> [PROMPT] Write each line again exactly as it is, from the opening line of the records below through the one containing "status and body", and add nothing.

Stored data entries:
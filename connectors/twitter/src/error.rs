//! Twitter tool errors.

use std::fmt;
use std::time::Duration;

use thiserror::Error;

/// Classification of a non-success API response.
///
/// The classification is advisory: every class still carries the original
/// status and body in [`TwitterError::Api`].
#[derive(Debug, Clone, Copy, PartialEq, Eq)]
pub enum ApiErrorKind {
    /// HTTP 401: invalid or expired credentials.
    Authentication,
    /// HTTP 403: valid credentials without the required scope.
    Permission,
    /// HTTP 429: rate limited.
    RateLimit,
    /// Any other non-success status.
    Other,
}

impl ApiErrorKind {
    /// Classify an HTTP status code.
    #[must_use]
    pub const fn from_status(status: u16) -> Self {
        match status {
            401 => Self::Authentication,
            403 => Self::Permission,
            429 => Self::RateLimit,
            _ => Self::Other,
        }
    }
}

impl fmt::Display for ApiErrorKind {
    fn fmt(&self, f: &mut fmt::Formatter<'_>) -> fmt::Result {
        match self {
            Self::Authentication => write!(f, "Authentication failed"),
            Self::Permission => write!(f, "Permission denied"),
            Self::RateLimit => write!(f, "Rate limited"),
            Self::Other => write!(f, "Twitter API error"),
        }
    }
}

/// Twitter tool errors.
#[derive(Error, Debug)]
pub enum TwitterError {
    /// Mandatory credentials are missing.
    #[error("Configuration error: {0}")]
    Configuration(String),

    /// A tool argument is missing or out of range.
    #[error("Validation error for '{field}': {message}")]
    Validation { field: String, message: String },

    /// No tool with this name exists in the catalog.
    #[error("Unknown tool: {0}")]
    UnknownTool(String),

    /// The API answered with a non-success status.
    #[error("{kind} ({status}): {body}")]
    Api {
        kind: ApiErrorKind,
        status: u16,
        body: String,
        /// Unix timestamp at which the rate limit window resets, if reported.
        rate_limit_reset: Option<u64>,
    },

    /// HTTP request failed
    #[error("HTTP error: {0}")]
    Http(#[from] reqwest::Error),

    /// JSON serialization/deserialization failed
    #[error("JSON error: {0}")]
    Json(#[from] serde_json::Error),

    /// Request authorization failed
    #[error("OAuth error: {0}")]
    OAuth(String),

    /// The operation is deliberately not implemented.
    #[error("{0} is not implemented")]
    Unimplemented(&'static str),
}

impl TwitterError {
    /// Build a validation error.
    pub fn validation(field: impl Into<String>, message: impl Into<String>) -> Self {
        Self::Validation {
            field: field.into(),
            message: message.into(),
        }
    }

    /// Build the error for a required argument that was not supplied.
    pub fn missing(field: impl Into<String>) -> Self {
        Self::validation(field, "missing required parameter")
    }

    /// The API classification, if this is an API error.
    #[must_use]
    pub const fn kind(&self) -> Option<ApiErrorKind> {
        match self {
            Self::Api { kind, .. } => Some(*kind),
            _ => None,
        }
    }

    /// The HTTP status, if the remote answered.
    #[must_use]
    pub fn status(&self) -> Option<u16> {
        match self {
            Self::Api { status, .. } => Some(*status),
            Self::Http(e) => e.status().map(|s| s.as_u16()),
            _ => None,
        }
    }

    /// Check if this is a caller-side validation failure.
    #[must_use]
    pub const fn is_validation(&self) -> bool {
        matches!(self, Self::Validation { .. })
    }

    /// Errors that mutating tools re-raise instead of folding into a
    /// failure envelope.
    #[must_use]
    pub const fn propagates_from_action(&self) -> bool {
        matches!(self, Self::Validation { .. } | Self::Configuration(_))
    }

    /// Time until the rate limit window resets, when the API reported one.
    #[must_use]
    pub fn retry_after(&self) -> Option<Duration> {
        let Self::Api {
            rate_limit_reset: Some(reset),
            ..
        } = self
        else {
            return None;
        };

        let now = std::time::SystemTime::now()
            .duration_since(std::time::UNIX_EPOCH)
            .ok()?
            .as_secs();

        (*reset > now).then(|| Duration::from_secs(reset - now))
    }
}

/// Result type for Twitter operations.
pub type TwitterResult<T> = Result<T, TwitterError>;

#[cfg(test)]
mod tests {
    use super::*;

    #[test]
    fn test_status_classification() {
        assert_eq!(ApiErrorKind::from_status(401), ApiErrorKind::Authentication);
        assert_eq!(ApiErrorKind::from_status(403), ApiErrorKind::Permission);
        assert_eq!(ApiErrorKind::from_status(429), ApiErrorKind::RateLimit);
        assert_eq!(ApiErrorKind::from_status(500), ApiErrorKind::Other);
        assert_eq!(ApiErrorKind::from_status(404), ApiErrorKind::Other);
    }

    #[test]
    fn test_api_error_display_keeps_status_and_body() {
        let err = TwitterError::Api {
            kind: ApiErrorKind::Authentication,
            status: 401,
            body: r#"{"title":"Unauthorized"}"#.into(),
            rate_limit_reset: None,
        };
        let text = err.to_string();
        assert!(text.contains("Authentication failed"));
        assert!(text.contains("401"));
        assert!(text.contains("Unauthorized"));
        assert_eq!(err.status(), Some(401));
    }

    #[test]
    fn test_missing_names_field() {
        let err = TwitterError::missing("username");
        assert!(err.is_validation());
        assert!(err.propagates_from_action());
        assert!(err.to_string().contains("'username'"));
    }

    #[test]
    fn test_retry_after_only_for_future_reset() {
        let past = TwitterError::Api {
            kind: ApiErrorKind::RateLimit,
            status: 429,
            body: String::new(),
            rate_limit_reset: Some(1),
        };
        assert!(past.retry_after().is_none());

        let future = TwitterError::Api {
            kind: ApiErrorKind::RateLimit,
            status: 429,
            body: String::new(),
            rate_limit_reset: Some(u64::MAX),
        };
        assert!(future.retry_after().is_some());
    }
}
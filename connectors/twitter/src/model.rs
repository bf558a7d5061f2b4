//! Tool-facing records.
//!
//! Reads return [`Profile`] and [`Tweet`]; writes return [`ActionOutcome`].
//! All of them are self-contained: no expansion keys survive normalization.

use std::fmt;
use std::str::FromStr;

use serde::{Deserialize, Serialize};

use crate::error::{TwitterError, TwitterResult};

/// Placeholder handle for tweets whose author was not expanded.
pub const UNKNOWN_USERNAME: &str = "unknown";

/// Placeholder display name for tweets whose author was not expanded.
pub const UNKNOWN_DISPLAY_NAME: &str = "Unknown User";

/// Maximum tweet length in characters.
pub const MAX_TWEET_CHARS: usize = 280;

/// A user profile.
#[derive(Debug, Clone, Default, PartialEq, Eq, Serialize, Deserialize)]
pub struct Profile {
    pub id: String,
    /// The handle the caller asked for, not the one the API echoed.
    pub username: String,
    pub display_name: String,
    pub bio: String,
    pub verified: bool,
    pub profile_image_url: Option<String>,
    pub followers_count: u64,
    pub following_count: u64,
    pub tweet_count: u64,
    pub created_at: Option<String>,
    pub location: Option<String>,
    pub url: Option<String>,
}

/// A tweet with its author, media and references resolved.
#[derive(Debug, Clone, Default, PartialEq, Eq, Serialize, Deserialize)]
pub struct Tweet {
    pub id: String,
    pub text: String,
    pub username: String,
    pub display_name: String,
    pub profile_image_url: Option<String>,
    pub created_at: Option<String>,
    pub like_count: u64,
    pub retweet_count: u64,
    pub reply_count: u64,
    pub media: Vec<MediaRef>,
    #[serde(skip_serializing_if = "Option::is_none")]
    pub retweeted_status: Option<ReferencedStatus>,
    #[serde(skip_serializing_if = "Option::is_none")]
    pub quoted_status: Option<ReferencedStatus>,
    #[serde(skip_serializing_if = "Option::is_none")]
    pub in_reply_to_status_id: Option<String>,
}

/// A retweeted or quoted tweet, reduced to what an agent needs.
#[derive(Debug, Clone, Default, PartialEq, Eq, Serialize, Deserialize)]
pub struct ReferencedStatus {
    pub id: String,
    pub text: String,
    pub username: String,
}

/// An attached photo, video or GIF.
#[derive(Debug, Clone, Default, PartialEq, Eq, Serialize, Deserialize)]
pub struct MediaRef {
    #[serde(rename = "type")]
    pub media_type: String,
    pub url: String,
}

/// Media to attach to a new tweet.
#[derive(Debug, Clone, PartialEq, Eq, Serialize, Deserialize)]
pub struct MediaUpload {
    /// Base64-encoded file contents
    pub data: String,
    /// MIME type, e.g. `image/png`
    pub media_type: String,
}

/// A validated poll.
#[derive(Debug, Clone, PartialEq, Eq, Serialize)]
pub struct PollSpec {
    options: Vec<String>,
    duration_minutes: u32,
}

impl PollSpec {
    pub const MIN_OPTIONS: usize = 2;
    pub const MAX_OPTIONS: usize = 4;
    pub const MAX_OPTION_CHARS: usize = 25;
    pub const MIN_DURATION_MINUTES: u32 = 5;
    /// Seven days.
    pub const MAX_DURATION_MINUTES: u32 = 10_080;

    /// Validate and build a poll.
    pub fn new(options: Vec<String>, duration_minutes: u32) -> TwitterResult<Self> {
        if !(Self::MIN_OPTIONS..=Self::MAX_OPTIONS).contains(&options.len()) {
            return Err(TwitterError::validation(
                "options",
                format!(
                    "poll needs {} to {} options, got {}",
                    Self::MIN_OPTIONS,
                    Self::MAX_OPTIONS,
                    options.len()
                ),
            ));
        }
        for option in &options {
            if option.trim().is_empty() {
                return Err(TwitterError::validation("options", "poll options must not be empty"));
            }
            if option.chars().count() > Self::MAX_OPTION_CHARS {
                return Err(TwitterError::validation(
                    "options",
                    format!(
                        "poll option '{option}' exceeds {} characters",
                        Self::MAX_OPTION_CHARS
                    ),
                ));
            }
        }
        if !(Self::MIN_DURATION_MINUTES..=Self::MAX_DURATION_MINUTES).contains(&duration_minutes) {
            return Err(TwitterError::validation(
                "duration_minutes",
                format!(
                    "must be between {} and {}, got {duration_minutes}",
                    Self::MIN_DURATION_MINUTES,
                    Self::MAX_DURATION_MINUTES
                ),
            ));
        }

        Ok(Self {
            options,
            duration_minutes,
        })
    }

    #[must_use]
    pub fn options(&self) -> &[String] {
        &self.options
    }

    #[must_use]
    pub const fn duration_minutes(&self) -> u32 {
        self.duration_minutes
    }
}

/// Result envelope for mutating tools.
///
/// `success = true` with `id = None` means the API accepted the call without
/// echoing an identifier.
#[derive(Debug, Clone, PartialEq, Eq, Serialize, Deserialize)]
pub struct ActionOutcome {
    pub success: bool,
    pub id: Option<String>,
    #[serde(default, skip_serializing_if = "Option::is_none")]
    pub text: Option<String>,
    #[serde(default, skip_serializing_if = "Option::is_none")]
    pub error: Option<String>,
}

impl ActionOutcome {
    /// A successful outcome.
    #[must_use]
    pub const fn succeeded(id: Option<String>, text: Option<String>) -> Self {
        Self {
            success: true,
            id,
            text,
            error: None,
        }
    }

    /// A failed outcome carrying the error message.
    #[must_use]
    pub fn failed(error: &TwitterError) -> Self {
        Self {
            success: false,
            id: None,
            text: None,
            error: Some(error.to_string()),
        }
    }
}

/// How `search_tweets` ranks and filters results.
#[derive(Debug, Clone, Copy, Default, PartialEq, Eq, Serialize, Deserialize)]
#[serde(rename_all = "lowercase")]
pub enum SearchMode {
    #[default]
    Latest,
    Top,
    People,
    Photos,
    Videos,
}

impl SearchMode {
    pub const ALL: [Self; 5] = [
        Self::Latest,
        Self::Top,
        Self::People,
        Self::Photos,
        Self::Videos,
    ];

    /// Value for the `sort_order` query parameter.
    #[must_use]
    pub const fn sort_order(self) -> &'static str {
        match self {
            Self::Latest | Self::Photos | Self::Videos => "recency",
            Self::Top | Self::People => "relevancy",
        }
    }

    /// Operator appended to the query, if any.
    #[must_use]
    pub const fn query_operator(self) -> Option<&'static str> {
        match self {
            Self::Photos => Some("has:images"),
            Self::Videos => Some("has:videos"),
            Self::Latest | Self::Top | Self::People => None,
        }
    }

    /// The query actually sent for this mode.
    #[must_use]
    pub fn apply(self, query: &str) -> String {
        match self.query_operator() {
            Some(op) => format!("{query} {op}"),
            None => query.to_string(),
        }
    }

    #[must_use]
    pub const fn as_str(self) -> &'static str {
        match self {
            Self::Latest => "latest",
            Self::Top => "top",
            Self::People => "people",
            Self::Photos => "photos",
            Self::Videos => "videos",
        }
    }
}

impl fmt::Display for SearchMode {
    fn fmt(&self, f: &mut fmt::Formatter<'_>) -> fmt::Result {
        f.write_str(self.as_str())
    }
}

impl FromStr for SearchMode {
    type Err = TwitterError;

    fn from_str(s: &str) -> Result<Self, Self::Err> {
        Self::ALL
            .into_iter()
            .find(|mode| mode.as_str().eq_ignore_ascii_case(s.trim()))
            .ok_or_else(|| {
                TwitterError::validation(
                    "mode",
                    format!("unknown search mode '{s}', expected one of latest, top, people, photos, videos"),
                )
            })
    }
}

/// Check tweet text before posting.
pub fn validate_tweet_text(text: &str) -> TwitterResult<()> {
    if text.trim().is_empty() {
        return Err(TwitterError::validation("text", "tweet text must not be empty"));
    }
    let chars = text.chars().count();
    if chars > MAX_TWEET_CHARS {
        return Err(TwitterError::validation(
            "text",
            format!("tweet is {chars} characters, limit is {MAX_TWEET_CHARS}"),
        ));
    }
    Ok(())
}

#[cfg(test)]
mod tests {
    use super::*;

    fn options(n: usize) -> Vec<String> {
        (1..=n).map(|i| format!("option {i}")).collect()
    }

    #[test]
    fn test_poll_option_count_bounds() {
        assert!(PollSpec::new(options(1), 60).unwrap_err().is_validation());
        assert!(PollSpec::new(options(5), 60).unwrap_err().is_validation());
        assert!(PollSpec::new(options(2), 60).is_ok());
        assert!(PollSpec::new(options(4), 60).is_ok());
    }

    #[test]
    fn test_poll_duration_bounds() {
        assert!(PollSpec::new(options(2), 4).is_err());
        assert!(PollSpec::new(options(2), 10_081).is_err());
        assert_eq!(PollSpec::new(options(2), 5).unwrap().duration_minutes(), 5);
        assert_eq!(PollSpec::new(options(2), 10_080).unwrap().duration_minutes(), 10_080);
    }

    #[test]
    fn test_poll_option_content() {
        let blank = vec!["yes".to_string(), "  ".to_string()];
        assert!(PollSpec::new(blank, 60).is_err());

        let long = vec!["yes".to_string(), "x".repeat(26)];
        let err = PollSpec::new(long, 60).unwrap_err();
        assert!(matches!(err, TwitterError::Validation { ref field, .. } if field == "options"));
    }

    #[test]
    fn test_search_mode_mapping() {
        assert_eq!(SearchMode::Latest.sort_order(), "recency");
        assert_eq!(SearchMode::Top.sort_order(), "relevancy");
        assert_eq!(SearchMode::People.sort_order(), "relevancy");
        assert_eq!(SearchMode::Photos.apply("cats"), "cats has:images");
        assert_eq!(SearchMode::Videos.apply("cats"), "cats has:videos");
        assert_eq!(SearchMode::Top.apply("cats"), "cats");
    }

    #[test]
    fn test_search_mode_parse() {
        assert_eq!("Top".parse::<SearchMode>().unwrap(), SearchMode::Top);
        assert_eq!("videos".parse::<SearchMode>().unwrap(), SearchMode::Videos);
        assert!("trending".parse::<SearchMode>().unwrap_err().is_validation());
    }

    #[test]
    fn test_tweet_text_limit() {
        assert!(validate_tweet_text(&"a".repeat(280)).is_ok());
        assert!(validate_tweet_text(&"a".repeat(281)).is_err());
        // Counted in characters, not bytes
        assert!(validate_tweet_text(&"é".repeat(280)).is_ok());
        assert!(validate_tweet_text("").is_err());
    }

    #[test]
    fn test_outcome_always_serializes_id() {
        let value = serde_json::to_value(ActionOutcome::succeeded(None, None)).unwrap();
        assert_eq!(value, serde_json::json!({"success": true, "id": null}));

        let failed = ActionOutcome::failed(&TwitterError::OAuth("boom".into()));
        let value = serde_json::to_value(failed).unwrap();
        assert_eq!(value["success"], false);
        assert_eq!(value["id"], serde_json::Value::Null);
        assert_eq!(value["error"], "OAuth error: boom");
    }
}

> [OUTPUT OF THE EXERCISE]
filename connectors/twitter/src/error.rs
//! Twitter tool errors.

use std::fmt;
use std::time::Duration;

use thiserror::Error;

/// Classification of a non-success API response.
///
/// The classification is advisory: every class still carries the original
/// status and body in [`TwitterError::Api`].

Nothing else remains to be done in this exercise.